In fact, today's Mail & Guardian criticizes the service for not being merry enough:
Whether the many foreign dignitaries had a sense that the crowd, as representing the people of South Africa, respected Mandela, is not clear. Many were left confused as their speeches had to compete with the sound of boisterous singing. …
The singing, of course, is simply how South Africans celebrate a life well lived – especially when stuck in a stadium for too many hours, in the cold rain, and especially when subjected to stadium-quality sound that made nonsense of most speeches, even those not boring to begin with. …
(T)he sentiment of the day was not expressed in the eloquent words from many worthies, or the number of people who kept their seats for more than eight hours to provide a respectable backdrop. It was seen in the first chorus of Shosholoza on a train platform at 5.15am, and in the cries of "Viva Madiba, viva!" as people drifted from the stadium later in the afternoon.
Of course, those who want to hate Obama are delighted to find another empty vessel in which to dump their bile. But it requires arrogance.
You would think that having someone say, "That's how they do it in South Africa, and good manners include fitting in with the mood and spirit of your host's gathering" would inspire some backing off on assumptions, but one angry Obama-hater responded that this is all well and good for the South Africans, but Obama is not South African and should have behaved differently.

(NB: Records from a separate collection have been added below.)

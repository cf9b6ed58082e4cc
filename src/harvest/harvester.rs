use super::request_tracker::{RequestTracker, TrackedTopic};
use super::transport::Transport;
use super::{CacheStore, FetchResult, Fetcher, RepoId};
use crate::Result;
use futures_util::future::try_join_all;

const LOG_TARGET: &str = " harvester";

/// Runs the [`Fetcher`] over a whole set of identifiers.
///
/// All fetches are started together and the fetcher's throttler keeps the number of
/// requests in flight bounded. The first fatal error ends the harvest: every other
/// fetch is dropped (cancelling its request or backoff sleep) and the results gathered
/// so far are discarded. Responses already written to the cache stay there.
#[derive(Debug)]
pub struct Harvester<T, C> {
    fetcher: Fetcher<T, C>,
}

impl<T: Transport, C: CacheStore> Harvester<T, C> {
    #[must_use]
    pub const fn new(fetcher: Fetcher<T, C>) -> Self {
        Self { fetcher }
    }

    #[must_use]
    pub const fn fetcher(&self) -> &Fetcher<T, C> {
        &self.fetcher
    }

    /// Fetch every identifier in `ids`, which must not contain duplicates.
    ///
    /// Results come back in no particular order.
    pub async fn harvest(&self, ids: impl IntoIterator<Item = RepoId>, tracker: &RequestTracker) -> Result<Vec<FetchResult>> {
        let ids: Vec<RepoId> = ids.into_iter().collect();
        debug_assert!(
            ids.len() == super::dedup::unique(ids.iter().cloned()).len(),
            "identifiers passed to harvest must be unique"
        );

        log::info!(target: LOG_TARGET, "Harvesting star counts for {} repositories", ids.len());
        tracker.progress().set_phase("Fetching");
        tracker.add_requests(TrackedTopic::Repos, ids.len() as u64);

        let fetches = ids.iter().map(|id| async move {
            let result = self.fetcher.fetch(id, tracker).await;
            tracker.complete_request(TrackedTopic::Repos);
            result
        });

        match try_join_all(fetches).await {
            Ok(results) => {
                let absent = results.iter().filter(|r| !r.present).count();
                log::info!(target: LOG_TARGET, "Harvested {} repositories ({absent} absent)", results.len());
                Ok(results)
            }
            Err(e) => {
                log::error!(target: LOG_TARGET, "Harvest aborted: {e:#}");
                Err(e)
            }
        }
    }
}
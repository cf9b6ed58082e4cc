use super::RepoId;
use std::collections::HashSet;

/// Reduce a sequence of identifiers to its distinct members.
#[must_use]
pub fn unique(ids: impl IntoIterator<Item = RepoId>) -> HashSet<RepoId> {
    ids.into_iter().collect()
}

/// Like [`unique`], but keeps the position of each identifier's first appearance.
///
/// Used when the identifier set is capped, so that the same prefix of a document
/// is processed on every run.
#[must_use]
pub fn unique_in_order(ids: impl IntoIterator<Item = RepoId>) -> Vec<RepoId> {
    let mut seen = HashSet::new();
    ids.into_iter().filter(|id| seen.insert(id.clone())).collect()
}
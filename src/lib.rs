#![doc(hidden)]

//! Core library for awesome-rank
//!
//! Ranks the repositories linked from an awesome list by their star counts.
//!
//! # Module Organization
//!
//! - [`commands`]: Command-line interface and orchestration
//! - [`harvest`]: Link extraction, cached rate-limit-aware fetching, and ranking

pub type Result<T, E = ohno::AppError> = core::result::Result<T, E>;

pub mod commands;
pub mod harvest;

pub use crate::commands::{Host, run};
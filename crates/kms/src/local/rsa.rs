use anyhow::Context;
use rand_chacha::ChaCha20Rng;
use rand_chacha::rand_core::SeedableRng;
use rsa::RsaPrivateKey;

use crate::error::{KmsError, Result};
use crate::signing::{HashAlgorithm, PublicKey, pkcs1v15_padding};

pub(crate) const RSA_KEY_BITS: usize = 2048;

/// RSA key signing PKCS#1 v1.5 over a precomputed digest.
///
/// The derived seed drives a ChaCha20 stream for prime generation, so a
/// given seed always yields the same modulus.
pub(crate) struct RsaKey {
    private_key: RsaPrivateKey,
}

impl RsaKey {
    pub(crate) fn from_seed(seed: [u8; 32]) -> Result<Self> {
        let mut rng = ChaCha20Rng::from_seed(seed);
        let private_key = RsaPrivateKey::new(&mut rng, RSA_KEY_BITS)
            .context("generating RSA key from seed")?;
        Ok(Self { private_key })
    }

    pub(crate) fn sign_digest(&self, hash: HashAlgorithm, digest: &[u8]) -> Result<Vec<u8>> {
        self.private_key
            .sign(pkcs1v15_padding(hash)?, digest)
            .map_err(|e| KmsError::Signing(format!("rsa pkcs1v15 sign failed: {e}")))
    }

    pub(crate) fn public_key(&self) -> PublicKey {
        PublicKey::Rsa(self.private_key.to_public_key())
    }
}
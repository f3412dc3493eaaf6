mod signer;
mod hash;
mod public_key;
mod crypto_signer;

pub use signer::SignerVerifier;
pub use hash::HashAlgorithm;
pub use public_key::PublicKey;
pub(crate) use public_key::pkcs1v15_padding;
pub use crypto_signer::{
    CryptoSigner, DeferredErrors, DigestSigner, ErrorSink, Padding, SignerOpts, deferred_errors,
};
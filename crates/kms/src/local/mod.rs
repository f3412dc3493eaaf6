//! In-process KMS backend for development and tests.
//!
//! Key references look like `localkms://<key-name>`. Key material is derived
//! from the key name (and key version, if given), so the same reference always
//! yields the same key and nothing is persisted.

mod rsa;
mod secp256k1;

use std::sync::Arc;

use async_trait::async_trait;
use parking_lot::RwLock;
use sha2::{Digest, Sha256};
use tokio_util::sync::CancellationToken;
use tracing::{debug, info};

use self::rsa::RsaKey;
use self::secp256k1::Secp256k1Key;
use crate::error::{KmsError, Result};
use crate::options::RpcOptions;
use crate::registry::Registry;
use crate::signing::{
    CryptoSigner, DigestSigner, ErrorSink, HashAlgorithm, Padding, PublicKey, SignerOpts,
    SignerVerifier, deferred_errors,
};

pub const REFERENCE_SCHEME: &str = "localkms://";

pub const ALGORITHM_SECP256K1: &str = "secp256k1";
pub const ALGORITHM_RSA_PKCS1V15_SHA256: &str = "rsa-pkcs1v15-sha256";

const SUPPORTED_ALGORITHMS: [&str; 2] = [ALGORITHM_SECP256K1, ALGORITHM_RSA_PKCS1V15_SHA256];

/// Register the local backend under [`REFERENCE_SCHEME`].
pub fn register(registry: &Registry) {
    registry.add_provider(REFERENCE_SCHEME, init);
}

async fn init(
    ctx: CancellationToken,
    key_resource_id: String,
    hash: HashAlgorithm,
    opts: RpcOptions,
) -> Result<Box<dyn SignerVerifier>> {
    let signer = LocalSignerVerifier::new(&ctx, &key_resource_id, hash, opts).await?;
    Ok(Box::new(signer))
}

enum LocalKey {
    Secp256k1(Secp256k1Key),
    Rsa(RsaKey),
}

impl LocalKey {
    /// Both key types start from SHA-256 of the seed string.
    fn derive(algorithm: &str, seed: &str) -> Result<Self> {
        let material: [u8; 32] = Sha256::digest(seed.as_bytes()).into();
        match algorithm {
            ALGORITHM_SECP256K1 => Ok(Self::Secp256k1(Secp256k1Key::from_scalar(&material)?)),
            ALGORITHM_RSA_PKCS1V15_SHA256 => Ok(Self::Rsa(RsaKey::from_seed(material)?)),
            other => Err(unsupported_algorithm(other)),
        }
    }

    fn padding(&self) -> Option<Padding> {
        match self {
            Self::Secp256k1(_) => None,
            Self::Rsa(_) => Some(Padding::Pkcs1v15),
        }
    }

    fn public_key(&self) -> PublicKey {
        match self {
            Self::Secp256k1(key) => key.public_key(),
            Self::Rsa(key) => key.public_key(),
        }
    }

    fn sign_digest(&self, hash: HashAlgorithm, digest: &[u8]) -> Result<Vec<u8>> {
        hash.check_digest(digest)?;
        match self {
            Self::Secp256k1(key) => key.sign_digest(digest),
            Self::Rsa(key) => key.sign_digest(hash, digest),
        }
    }
}

fn unsupported_algorithm(algorithm: &str) -> KmsError {
    KmsError::UnsupportedAlgorithm {
        algorithm: algorithm.to_string(),
        supported: SUPPORTED_ALGORITHMS.iter().map(ToString::to_string).collect(),
    }
}

fn ensure_active(ctx: &CancellationToken) -> Result<()> {
    if ctx.is_cancelled() {
        return Err(KmsError::Cancelled);
    }
    Ok(())
}

/// Key derivation can be slow (RSA prime search), keep it off the runtime.
async fn derive_key(algorithm: String, seed: String) -> Result<LocalKey> {
    tokio::task::spawn_blocking(move || LocalKey::derive(&algorithm, &seed))
        .await
        .map_err(|e| anyhow::anyhow!("key derivation task failed: {e}"))?
}

/// [`SignerVerifier`] backed by a key derived in memory.
pub struct LocalSignerVerifier {
    key_name: String,
    seed: String,
    hash: HashAlgorithm,
    remote_verification: bool,
    key: RwLock<Arc<LocalKey>>,
}

impl LocalSignerVerifier {
    /// Parse `key_resource_id` and derive the default key for it.
    ///
    /// An unspecified `hash` falls back to SHA-256.
    pub async fn new(
        ctx: &CancellationToken,
        key_resource_id: &str,
        hash: HashAlgorithm,
        opts: RpcOptions,
    ) -> Result<Self> {
        ensure_active(ctx)?;

        let key_name = key_resource_id
            .strip_prefix(REFERENCE_SCHEME)
            .ok_or_else(|| {
                KmsError::invalid_key_reference(
                    key_resource_id,
                    format!("expected {REFERENCE_SCHEME}<key-name>"),
                )
            })?;
        if key_name.is_empty() {
            return Err(KmsError::invalid_key_reference(key_resource_id, "empty key name"));
        }

        let seed = match &opts.key_version {
            Some(version) => format!("{key_name}#{version}"),
            None => key_name.to_string(),
        };
        let key = derive_key(ALGORITHM_SECP256K1.to_string(), seed.clone()).await?;
        let hash = hash.or(HashAlgorithm::Sha256);

        debug!(key_name, %hash, key_version = ?opts.key_version, "opened local kms key");
        Ok(Self {
            key_name: key_name.to_string(),
            seed,
            hash,
            remote_verification: opts.remote_verification,
            key: RwLock::new(Arc::new(key)),
        })
    }

    pub fn key_name(&self) -> &str {
        &self.key_name
    }

    fn current_key(&self) -> Arc<LocalKey> {
        Arc::clone(&*self.key.read())
    }
}

#[async_trait]
impl SignerVerifier for LocalSignerVerifier {
    fn hash_algorithm(&self) -> HashAlgorithm {
        self.hash
    }

    async fn public_key(&self, ctx: &CancellationToken) -> Result<PublicKey> {
        ensure_active(ctx)?;
        Ok(self.current_key().public_key())
    }

    async fn sign_digest(&self, ctx: &CancellationToken, digest: &[u8]) -> Result<Vec<u8>> {
        ensure_active(ctx)?;
        self.current_key().sign_digest(self.hash, digest)
    }

    async fn verify_signature(
        &self,
        ctx: &CancellationToken,
        signature: &[u8],
        message: &[u8],
    ) -> Result<()> {
        ensure_active(ctx)?;
        if self.remote_verification {
            // nothing remote here, the key never leaves the process
            debug!(key_name = %self.key_name, "remote verification requested, verifying locally");
        }
        let digest = self.hash.digest(message)?;
        self.current_key()
            .public_key()
            .verify_digest(self.hash, &digest, signature)
    }

    async fn create_key(&self, ctx: &CancellationToken, algorithm: &str) -> Result<PublicKey> {
        ensure_active(ctx)?;
        if !SUPPORTED_ALGORITHMS.contains(&algorithm) {
            return Err(unsupported_algorithm(algorithm));
        }

        let key = derive_key(algorithm.to_string(), self.seed.clone()).await?;
        let public_key = key.public_key();
        *self.key.write() = Arc::new(key);

        info!(key_name = %self.key_name, algorithm, "created local kms key");
        Ok(public_key)
    }

    async fn crypto_signer(&self, ctx: &CancellationToken) -> Result<CryptoSigner> {
        ensure_active(ctx)?;
        let key = self.current_key();
        let opts = SignerOpts {
            hash: self.hash,
            padding: key.padding(),
        };
        let (sink, errors) = deferred_errors();
        Ok(CryptoSigner {
            signer: Arc::new(LocalDigestSigner { key, sink }),
            opts,
            errors,
        })
    }

    fn supported_algorithms(&self) -> Vec<String> {
        SUPPORTED_ALGORITHMS.iter().map(ToString::to_string).collect()
    }

    fn default_algorithm(&self) -> String {
        ALGORITHM_SECP256K1.to_string()
    }
}

/// Handle returned by [`LocalSignerVerifier::crypto_signer`].
///
/// Keeps signing with the key current at the time it was created.
struct LocalDigestSigner {
    key: Arc<LocalKey>,
    sink: ErrorSink,
}

impl DigestSigner for LocalDigestSigner {
    fn public_key(&self) -> PublicKey {
        self.key.public_key()
    }

    fn sign(&self, digest: &[u8], opts: &SignerOpts) -> Result<Vec<u8>> {
        self.key.sign_digest(opts.hash, digest).inspect_err(|error| {
            self.sink.report(KmsError::Signing(error.to_string()));
        })
    }
}
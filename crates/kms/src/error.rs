use crate::signing::HashAlgorithm;

pub type Result<T, E = KmsError> = std::result::Result<T, E>;

/// Errors surfaced by the registry and by KMS backends.
///
/// The registry itself only ever raises [`KmsError::NoProviderFound`].
/// Every other variant comes from a backend and is handed back to the
/// caller exactly as the backend produced it.
#[derive(Debug, thiserror::Error)]
pub enum KmsError {
    #[error("no provider found for that key reference: {key_resource_id}")]
    NoProviderFound { key_resource_id: String },
    #[error("invalid key reference {key_resource_id:?}: {reason}")]
    InvalidKeyReference {
        key_resource_id: String,
        reason: String,
    },
    #[error("unsupported algorithm {algorithm:?}, expected one of: {}", .supported.join(", "))]
    UnsupportedAlgorithm {
        algorithm: String,
        supported: Vec<String>,
    },
    #[error("unsupported hash algorithm: {0}")]
    UnsupportedHashAlgorithm(HashAlgorithm),
    #[error("invalid signature")]
    InvalidSignature,
    /// A signing primitive failed, or the digest did not fit the hash.
    #[error("signing failed: {0}")]
    Signing(String),
    #[error("operation cancelled")]
    Cancelled,
    #[error(transparent)]
    Backend(#[from] anyhow::Error),
}

impl KmsError {
    pub(crate) fn invalid_key_reference(
        key_resource_id: impl Into<String>,
        reason: impl Into<String>,
    ) -> Self {
        Self::InvalidKeyReference {
            key_resource_id: key_resource_id.into(),
            reason: reason.into(),
        }
    }

    /// True when the registry had nothing registered for the identifier.
    pub fn is_no_provider(&self) -> bool {
        matches!(self, Self::NoProviderFound { .. })
    }
}
//! Prefix-keyed registry of KMS backends.
//!
//! Backends register a constructor under a key-reference prefix such as
//! `"awskms://"`. [`Registry::get`] picks the backend whose prefix matches the
//! caller's key reference and runs its constructor.
//!
//! When several registered prefixes match, the longest one wins, so
//! `"kms://a/key1"` goes to `"kms://a"` even if `"kms://"` is registered too.

use std::collections::BTreeMap;
use std::fmt;
use std::future::Future;
use std::sync::Arc;

use futures::FutureExt;
use futures::future::BoxFuture;
use parking_lot::RwLock;
use tokio_util::sync::CancellationToken;
use tracing::debug;

use crate::error::{KmsError, Result};
use crate::options::RpcOptions;
use crate::signing::{HashAlgorithm, SignerVerifier};

pub type InitFuture = BoxFuture<'static, Result<Box<dyn SignerVerifier>>>;

/// Constructor for a backend's [`SignerVerifier`].
///
/// Receives the full key reference, not just the part after the prefix.
/// Any closure with the same shape as [`ProviderInit::init`] implements this;
/// [`Registry::add_provider`] takes plain async closures and boxes them.
pub trait ProviderInit: Send + Sync {
    fn init(
        &self,
        ctx: CancellationToken,
        key_resource_id: String,
        hash: HashAlgorithm,
        opts: RpcOptions,
    ) -> InitFuture;
}

impl<F> ProviderInit for F
where
    F: Fn(CancellationToken, String, HashAlgorithm, RpcOptions) -> InitFuture + Send + Sync,
{
    fn init(
        &self,
        ctx: CancellationToken,
        key_resource_id: String,
        hash: HashAlgorithm,
        opts: RpcOptions,
    ) -> InitFuture {
        self(ctx, key_resource_id, hash, opts)
    }
}

/// Table of KMS backends keyed by key-reference prefix.
///
/// Safe to share between tasks (`Arc<Registry>`); registration and lookup
/// may run concurrently.
#[derive(Default)]
pub struct Registry {
    providers: RwLock<BTreeMap<String, Arc<dyn ProviderInit>>>,
}

impl Registry {
    pub fn new() -> Self {
        Self::default()
    }

    /// Register `init` under `prefix`, replacing any earlier registration.
    pub fn add_provider<F, Fut>(&self, prefix: impl Into<String>, init: F)
    where
        F: Fn(CancellationToken, String, HashAlgorithm, RpcOptions) -> Fut + Send + Sync + 'static,
        Fut: Future<Output = Result<Box<dyn SignerVerifier>>> + Send + 'static,
    {
        self.add_provider_init(
            prefix,
            Arc::new(
                move |ctx: CancellationToken,
                      key_resource_id: String,
                      hash: HashAlgorithm,
                      opts: RpcOptions|
                      -> InitFuture { init(ctx, key_resource_id, hash, opts).boxed() },
            ),
        );
    }

    /// Register an already boxed constructor under `prefix`.
    pub fn add_provider_init(&self, prefix: impl Into<String>, init: Arc<dyn ProviderInit>) {
        let prefix = prefix.into();
        let replaced = self
            .providers
            .write()
            .insert(prefix.clone(), init)
            .is_some();
        debug!(%prefix, replaced, "registered kms provider");
    }

    /// Registered prefixes, sorted.
    pub fn supported_providers(&self) -> Vec<String> {
        self.providers.read().keys().cloned().collect()
    }

    pub fn supports(&self, prefix: &str) -> bool {
        self.providers.read().contains_key(prefix)
    }

    pub fn len(&self) -> usize {
        self.providers.read().len()
    }

    pub fn is_empty(&self) -> bool {
        self.providers.read().is_empty()
    }

    /// The prefix [`get`](Self::get) would pick for `key_resource_id`.
    pub fn resolve_prefix(&self, key_resource_id: &str) -> Option<String> {
        self.lookup(key_resource_id).map(|(prefix, _)| prefix)
    }

    /// Build a [`SignerVerifier`] for `key_resource_id`.
    ///
    /// Runs the constructor of the longest registered prefix of
    /// `key_resource_id` and returns whatever it returns. Fails with
    /// [`KmsError::NoProviderFound`] if no prefix matches.
    pub async fn get(
        &self,
        ctx: &CancellationToken,
        key_resource_id: &str,
        hash: HashAlgorithm,
        opts: RpcOptions,
    ) -> Result<Box<dyn SignerVerifier>> {
        let Some((prefix, init)) = self.lookup(key_resource_id) else {
            debug!(key_resource_id, "no kms provider matched");
            return Err(KmsError::NoProviderFound {
                key_resource_id: key_resource_id.to_string(),
            });
        };

        debug!(%prefix, key_resource_id, %hash, "resolving kms signer");
        init.init(ctx.clone(), key_resource_id.to_string(), hash, opts)
            .await
    }

    fn lookup(&self, key_resource_id: &str) -> Option<(String, Arc<dyn ProviderInit>)> {
        let providers = self.providers.read();
        providers
            .iter()
            .filter(|(prefix, _)| key_resource_id.starts_with(prefix.as_str()))
            .max_by_key(|(prefix, _)| prefix.len())
            .map(|(prefix, init)| (prefix.clone(), Arc::clone(init)))
    }
}

impl fmt::Debug for Registry {
    fn fmt(&self, f: &mut fmt::Formatter<'_>) -> fmt::Result {
        f.debug_struct("Registry")
            .field("providers", &self.supported_providers())
            .finish()
    }
}

#[cfg(test)]
mod tests {
    use super::*;

    fn failing(message: &'static str) -> Arc<dyn ProviderInit> {
        Arc::new(
            move |_: CancellationToken, _: String, _: HashAlgorithm, _: RpcOptions| -> InitFuture {
                async move { Err(KmsError::Backend(anyhow::anyhow!(message))) }.boxed()
            },
        )
    }

    #[test]
    fn new_registry_is_empty() {
        let registry = Registry::new();
        assert!(registry.is_empty());
        assert_eq!(registry.len(), 0);
        assert!(registry.supported_providers().is_empty());
    }

    #[test]
    fn supported_providers_sorted_without_duplicates() {
        let registry = Registry::new();
        registry.add_provider_init("hashivault://", failing("vault"));
        registry.add_provider_init("awskms://", failing("aws"));
        registry.add_provider_init("gcpkms://", failing("gcp"));
        registry.add_provider_init("awskms://", failing("aws again"));

        assert_eq!(
            registry.supported_providers(),
            vec!["awskms://", "gcpkms://", "hashivault://"]
        );
        assert_eq!(registry.len(), 3);
    }

    #[test]
    fn empty_prefix_is_accepted() {
        let registry = Registry::new();
        registry.add_provider_init("", failing("catch-all"));
        assert!(registry.supports(""));
        assert_eq!(registry.resolve_prefix("anything://key").as_deref(), Some(""));
    }

    #[test]
    fn longest_prefix_wins() {
        let registry = Registry::new();
        registry.add_provider_init("kms://", failing("generic"));
        registry.add_provider_init("kms://a", failing("specific"));
        registry.add_provider_init("", failing("catch-all"));

        assert_eq!(registry.resolve_prefix("kms://a/key1").as_deref(), Some("kms://a"));
        assert_eq!(registry.resolve_prefix("kms://b/key1").as_deref(), Some("kms://"));
        assert_eq!(registry.resolve_prefix("other://key").as_deref(), Some(""));
    }

    #[test]
    fn prefix_match_is_case_sensitive() {
        let registry = Registry::new();
        registry.add_provider_init("kms://", failing("kms"));
        assert!(registry.resolve_prefix("KMS://key").is_none());
        assert!(registry.resolve_prefix("kms:/").is_none());
    }

    #[tokio::test]
    async fn constructor_error_passes_through() {
        let registry = Registry::new();
        registry.add_provider_init("broken://", failing("backend unreachable"));

        let err = registry
            .get(
                &CancellationToken::new(),
                "broken://key",
                HashAlgorithm::Sha256,
                RpcOptions::default(),
            )
            .await
            .err()
            .unwrap();
        assert!(matches!(&err, KmsError::Backend(_)));
        assert_eq!(err.to_string(), "backend unreachable");
    }

    #[test]
    fn debug_lists_prefixes() {
        let registry = Registry::new();
        registry.add_provider_init("awskms://", failing("aws"));
        let debug = format!("{registry:?}");
        assert!(debug.contains("Registry"));
        assert!(debug.contains("awskms://"));
    }

    #[test]
    fn registry_is_send_and_sync() {
        fn assert_send_sync<T: Send + Sync>() {}
        assert_send_sync::<Registry>();
    }
}
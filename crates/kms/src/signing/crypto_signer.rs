use std::fmt;
use std::sync::Arc;

use tokio::sync::mpsc;

use super::hash::HashAlgorithm;
use super::public_key::PublicKey;
use crate::error::{KmsError, Result};

/// Signature padding scheme for RSA keys.
#[derive(Debug, Clone, Copy, PartialEq, Eq)]
pub enum Padding {
    Pkcs1v15,
}

/// Describes how a [`DigestSigner`] signs.
#[derive(Debug, Clone, Copy, PartialEq, Eq)]
pub struct SignerOpts {
    pub hash: HashAlgorithm,
    /// `None` for schemes without padding (ECDSA).
    pub padding: Option<Padding>,
}

/// Synchronous signing handle for generic consumers.
///
/// Implementations are sync, signing over an already computed digest.
pub trait DigestSigner: Send + Sync {
    fn public_key(&self) -> PublicKey;

    /// Sign a digest produced with `opts.hash`. Returns raw signature bytes.
    fn sign(&self, digest: &[u8], opts: &SignerOpts) -> Result<Vec<u8>>;
}

/// Result of [`SignerVerifier::crypto_signer`](super::SignerVerifier::crypto_signer).
///
/// `errors` receives failures the handle hits after it was handed out. Keep
/// it alive for as long as `signer` is in use.
pub struct CryptoSigner {
    pub signer: Arc<dyn DigestSigner>,
    pub opts: SignerOpts,
    pub errors: DeferredErrors,
}

impl fmt::Debug for CryptoSigner {
    fn fmt(&self, f: &mut fmt::Formatter<'_>) -> fmt::Result {
        f.debug_struct("CryptoSigner")
            .field("key_type", &self.signer.public_key().key_type())
            .field("opts", &self.opts)
            .finish_non_exhaustive()
    }
}

/// Creates the sending and receiving halves of a deferred-error channel.
pub fn deferred_errors() -> (ErrorSink, DeferredErrors) {
    let (tx, rx) = mpsc::unbounded_channel();
    (ErrorSink { tx }, DeferredErrors { rx })
}

/// Backend side of the deferred-error channel.
#[derive(Debug, Clone)]
pub struct ErrorSink {
    tx: mpsc::UnboundedSender<KmsError>,
}

impl ErrorSink {
    pub fn report(&self, error: KmsError) {
        if let Err(mpsc::error::SendError(error)) = self.tx.send(error) {
            tracing::debug!(%error, "deferred error dropped, receiver is gone");
        }
    }
}

/// Caller side of the deferred-error channel.
#[derive(Debug)]
pub struct DeferredErrors {
    rx: mpsc::UnboundedReceiver<KmsError>,
}

impl DeferredErrors {
    /// Waits for the next error. `None` once every sink is dropped.
    pub async fn next(&mut self) -> Option<KmsError> {
        self.rx.recv().await
    }

    /// Returns an already delivered error without waiting.
    pub fn try_next(&mut self) -> Option<KmsError> {
        self.rx.try_recv().ok()
    }
}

Oh, right, I forgot: He's not from South Africa. You've been telling us: He was born in Kenya.
As for the handshake with Raul Castro, this is a bonus Benghazi fantasy for the haters, who seem to think that, while celebrating at a celebration is rude, refusing to be polite to your host's other guests is the essence of good etiquette.
It also, of course, requires them to forget the 1972 handshake that made it possible for us to ship all our jobs overseas in order to enrich what is now the sole major Communist nation in the world, as well as to ignore Don Rumsfeld's handshake with that man whom we don't admit we ever knew in the first place.
Or, I dunno, maybe they just figure, if they're gonna lose the Latino vote, they might as well lose it all, because I know there are plenty of Cuban-Americans who would like to see more normalization take place.
Anyway, it could have been worse. At least he didn't say, "I looked the man in the eye. I found him to be very straight forward and trustworthy and we had a very good dialogue. I was able to get a sense of his soul."